== Dataset ==
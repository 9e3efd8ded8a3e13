use crate::CommandMeta;

pub fn unknown_category_message(wanted_category: &str, valid_categories: &[&str]) -> String {
    let valid = valid_categories
        .iter()
        .map(|category| display_category(category))
        .collect::<Vec<_>>()
        .join(", ");

    format!(
        "Unknown category: {}\nValid categories: {}",
        display_category(wanted_category),
        valid
    )
}

pub fn grouped_help_description(commands: &[&CommandMeta]) -> String {
    let mut out = String::new();
    let mut current_category: Option<&str> = None;

    for command in commands {
        if current_category != Some(command.category) {
            if !out.is_empty() {
                out.push('\n');
            }
            out.push_str(&format!("**{}**\n", display_category(command.category)));
            current_category = Some(command.category);
        }

        out.push_str(&format!("`{}`: {}\n", command.usage, command.desc));
    }

    if out.is_empty() {
        out.push_str("No commands available.");
    }

    out.trim_end().to_owned()
}

fn display_category(category: &str) -> String {
    let mut chars = category.chars();
    match chars.next() {
        Some(first) => format!("{}{}", first.to_uppercase(), chars.as_str()),
        None => String::new(),
    }
}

== Required action ==
Could you give the records above again, exactly and in full?

== Written answer ==
repository 9e3efd8ded8a3e13
use crate::CommandMeta;

pub fn unknown_category_message(wanted_category: &str, valid_categories: &[&str]) -> String {
    let valid = valid_categories
        .iter()
        .map(|category| display_category(category))
        .collect::<Vec<_>>()
        .join(", ");

    format!(
        "Unknown category: {}\nValid categories: {}",
        display_category(wanted_category),
        valid
    )
}

pub fn grouped_help_description(commands: &[&CommandMeta]) -> String {
    let mut out = String::new();
    let mut current_category: Option<&str> = None;

    for command in commands {
        if current_category != Some(command.category) {
            if !out.is_empty() {
                out.push('\n');
            }
            out.push_str(&format!("**{}**\n", display_category(command.category)));
            current_category = Some(command.category);
        }

        out.push_str(&format!("`{}`: {}\n", command.usage, command.desc));
    }

    if out.is_empty() {
        out.push_str("No commands available.");
    }

    out.trim_end().to_owned()
}

fn display_category(category: &str) -> String {
    let mut chars = category.chars();
    match chars.next() {
        Some(first) => format!("{}{}", first.to_uppercase(), chars.as_str()),
        None => String::new(),
    }
}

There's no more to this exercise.